Surface in situ reconstruction of inorganic perovskite films enabling long carrier lifetimes and solar cells with 21% efficiency

• Published in: Nature energy Vol. 8; no. 4; pp. 372 - 380
• Main Authors: Chu, Xinbo, Ye, Qiufeng, Wang, Zhenhan, Zhang, Chen, Ma, Fei, Qu, Zihan, Zhao, Yang, Yin, Zhigang, Deng, Hui-Xiong, Zhang, Xingwang, You, Jingbi
• Format: Journal Article
• Language: English
• Published: London Nature Publishing Group UK 01.04.2023; Nature Publishing Group
• Subjects: 639/301/1005/1007; 639/301/299; 639/301/299/946; Carrier lifetime; Cesium fluorides; Current carriers; Economics and Management; Efficiency; Energy; Energy gap; Energy loss; Energy Policy; Energy Storage; Energy Systems; Fluorine; Heterojunctions; Open circuit voltage; Perovskites; Photovoltaic cells; Photovoltaics; Radiative recombination; Reaction mechanisms; Recombination; Reconstruction; Renewable and Green Energy; Solar cells; Solar energy; Surface defects
• ISSN: 2058-7546; 2058-7546
• DOI: 10.1038/s41560-023-01220-z

All-inorganic perovskites are emerging as excellent photovoltaic candidates for single-junction or tandem solar cells. However, large energy loss due to non-radiative recombination is the main constraint for performance enhancement. Accordingly, we developed a surface in situ reconstruction (SISR) strategy for inorganic perovskite by CsF treatment, which can suppress non-radiative recombination and promote hole extraction simultaneously. Surface defects can be effectively passivated by the introduced fluorine, and carrier lifetime was prolonged from 11.5 ns to 737.2 ns.
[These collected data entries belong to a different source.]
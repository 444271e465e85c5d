use anyhow::{Context, Result, bail};
use extract::{ExtractionConfig, FewShotExample, RetryPolicy, Vocabulary};
use index::SimilarityMetric;
use ingest::ChunkerConfig;
use query::{PromptTemplate, RetrievalStrategy};
use serde::{Deserialize, Serialize};
use std::path::Path;
use std::time::Duration;

/// Everything a [`crate::Pipeline`] needs besides its services.
///
/// Missing sections and fields fall back to their defaults when loaded from
/// JSON.
#[derive(Debug, Clone, Default, Serialize, Deserialize)]
#[serde(default)]
pub struct PipelineConfig {
    pub chunking: ChunkerConfig,
    pub vocabulary: Vocabulary,
    pub examples: Vec<FewShotExample>,
    pub prompts: PromptConfig,
    pub retrieval: RetrievalConfig,
    pub index: IndexConfig,
    pub concurrency: ConcurrencyConfig,
    pub retry: RetryConfig,
    pub cache: CacheConfig,
}

#[derive(Debug, Clone, Serialize, Deserialize)]
#[serde(default)]
pub struct PromptConfig {
    pub answer_template: PromptTemplate,
    /// Return the retrieval context alongside each answer.
    pub include_context: bool,
    /// Times the model is asked to fix extraction output that is not JSON.
    pub repair_attempts: usize,
}

#[derive(Debug, Clone, Serialize, Deserialize)]
#[serde(default)]
pub struct RetrievalConfig {
    pub top_k: usize,
    pub hop_bound: usize,
    pub strategy: RetrievalStrategy,
}

#[derive(Debug, Clone, Serialize, Deserialize)]
#[serde(default)]
pub struct IndexConfig {
    pub dimension: usize,
    pub metric: SimilarityMetric,
}

#[derive(Debug, Clone, Serialize, Deserialize)]
#[serde(default)]
pub struct ConcurrencyConfig {
    pub max_concurrent_extractions: usize,
    pub max_concurrent_documents: usize,
    /// Budget for a single model call.
    pub request_timeout_secs: u64,
    /// Budget for a whole retrieve or answer request.
    pub query_timeout_secs: u64,
}

#[derive(Debug, Clone, Serialize, Deserialize)]
#[serde(default)]
pub struct RetryConfig {
    pub max_retries: usize,
    pub initial_backoff_ms: u64,
    pub max_backoff_ms: u64,
}

#[derive(Debug, Clone, Serialize, Deserialize)]
#[serde(default)]
pub struct CacheConfig {
    pub enabled: bool,
    pub max_entries: usize,
}

impl Default for PromptConfig {
    fn default() -> Self {
        Self {
            answer_template: PromptTemplate::default(),
            include_context: false,
            repair_attempts: 1,
        }
    }
}

impl Default for RetrievalConfig {
    fn default() -> Self {
        Self {
            top_k: 5,
            hop_bound: 2,
            strategy: RetrievalStrategy::GraphAugmented,
        }
    }
}

impl Default for IndexConfig {
    fn default() -> Self {
        Self {
            dimension: 768,
            metric: SimilarityMetric::Cosine,
        }
    }
}

impl Default for ConcurrencyConfig {
    fn default() -> Self {
        Self {
            max_concurrent_extractions: 5,
            max_concurrent_documents: 2,
            request_timeout_secs: 60,
            query_timeout_secs: 120,
        }
    }
}

impl Default for RetryConfig {
    fn default() -> Self {
        Self {
            max_retries: 3,
            initial_backoff_ms: 1000,
            max_backoff_ms: 10000,
        }
    }
}

impl Default for CacheConfig {
    fn default() -> Self {
        Self {
            enabled: true,
            max_entries: 10000,
        }
    }
}

impl ConcurrencyConfig {
    pub fn request_timeout(&self) -> Duration {
        Duration::from_secs(self.request_timeout_secs)
    }

    pub fn query_timeout(&self) -> Duration {
        Duration::from_secs(self.query_timeout_secs)
    }
}

impl RetryConfig {
    pub fn policy(&self) -> RetryPolicy {
        RetryPolicy::new(self.max_retries, self.initial_backoff_ms, self.max_backoff_ms)
    }
}

impl PipelineConfig {
    pub fn from_json_file(path: impl AsRef<Path>) -> Result<Self> {
        let path = path.as_ref();
        let raw = std::fs::read_to_string(path)
            .with_context(|| format!("Failed to read config file {}", path.display()))?;
        let config: Self = serde_json::from_str(&raw)
            .with_context(|| format!("Failed to parse config file {}", path.display()))?;
        config.validate()?;
        Ok(config)
    }

    /// Checks the constraints serde cannot express. Vocabulary entries and
    /// template placeholders are already checked while deserializing.
    pub fn validate(&self) -> Result<()> {
        self.chunking.validate().context("Invalid chunking config")?;

        if self.retrieval.top_k == 0 {
            bail!("retrieval.top_k must be greater than zero");
        }
        if self.index.dimension == 0 {
            bail!("index.dimension must be greater than zero");
        }
        if self.concurrency.max_concurrent_extractions == 0
            || self.concurrency.max_concurrent_documents == 0
        {
            bail!("concurrency limits must be greater than zero");
        }
        if self.concurrency.request_timeout_secs == 0 || self.concurrency.query_timeout_secs == 0 {
            bail!("timeouts must be greater than zero");
        }
        if self.cache.enabled && self.cache.max_entries == 0 {
            bail!("cache.max_entries must be greater than zero when the cache is enabled");
        }

        Ok(())
    }

    pub fn extraction_config(&self) -> ExtractionConfig {
        ExtractionConfig::new(self.vocabulary.clone())
            .with_examples(self.examples.clone())
            .with_call_timeout(self.concurrency.request_timeout())
            .with_repair_attempts(self.prompts.repair_attempts)
    }
}

#[cfg(test)]
mod tests {
    use super::*;
    use std::io::Write;

    #[test]
    fn test_defaults_are_valid() {
        let config = PipelineConfig::default();
        config.validate().unwrap();
        assert_eq!(config.chunking, ChunkerConfig { chunk_size: 500, overlap: 100 });
        assert_eq!(config.retrieval.strategy, RetrievalStrategy::GraphAugmented);
    }

    #[test]
    fn test_partial_json_keeps_defaults() {
        let config: PipelineConfig = serde_json::from_str(
            r#"{
                "chunking": {"chunk_size": 200, "overlap": 20},
                "vocabulary": {"node_labels": ["Disease", "Anatomy", "Drug"], "relationship_types": ["AFFECTS", "TREATS"]},
                "retrieval": {"strategy": "vector"}
            }"#,
        )
        .unwrap();

        assert_eq!(config.chunking.chunk_size, 200);
        assert_eq!(config.vocabulary.node_labels().len(), 3);
        assert_eq!(config.retrieval.strategy, RetrievalStrategy::Vector);
        assert_eq!(config.retrieval.top_k, 5);
        assert_eq!(config.concurrency.max_concurrent_extractions, 5);
    }

    #[test]
    fn test_overlap_not_smaller_than_chunk_size_rejected() {
        let mut config = PipelineConfig::default();
        config.chunking = ChunkerConfig { chunk_size: 100, overlap: 100 };
        assert!(config.validate().is_err());
    }

    #[test]
    fn test_template_without_placeholder_rejected() {
        let result = serde_json::from_str::<PipelineConfig>(
            r#"{"prompts": {"answer_template": "Answer {query_text}"}}"#,
        );
        assert!(result.is_err());
    }

    #[test]
    fn test_from_json_file() {
        let mut file = tempfile::NamedTempFile::new().unwrap();
        write!(file, r#"{{"index": {{"dimension": 384, "metric": "dot_product"}}}}"#).unwrap();

        let config = PipelineConfig::from_json_file(file.path()).unwrap();

        assert_eq!(config.index.dimension, 384);
        assert_eq!(config.index.metric, SimilarityMetric::DotProduct);
    }

    #[test]
    fn test_from_json_file_validates() {
        let mut file = tempfile::NamedTempFile::new().unwrap();
        write!(file, r#"{{"retrieval": {{"top_k": 0}}}}"#).unwrap();

        assert!(PipelineConfig::from_json_file(file.path()).is_err());
    }
}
In addition, a wider-bandgap perovskite layer can be generated as a graded heterojunction to facilitate hole extraction. The SISR reaction mechanism was also verified from both kinetic calculations and experiments. As a result, CsPbI x Br 3− x solar cell with SISR achieved an efficiency of 21.02% with a high open-circuit voltage of 1.27 V and fill factor of 85.3%. This work provides an effective approach to modulate inorganic perovskite surfaces for the design of efficient solar cells. Inorganic perovskite solar cells suffer from charge carrier losses. Chu et al. treat the perovskite surface with caesium fluoride, forming a wider-bandgap perovskite that increases the carrier lifetime and hole extraction efficiency.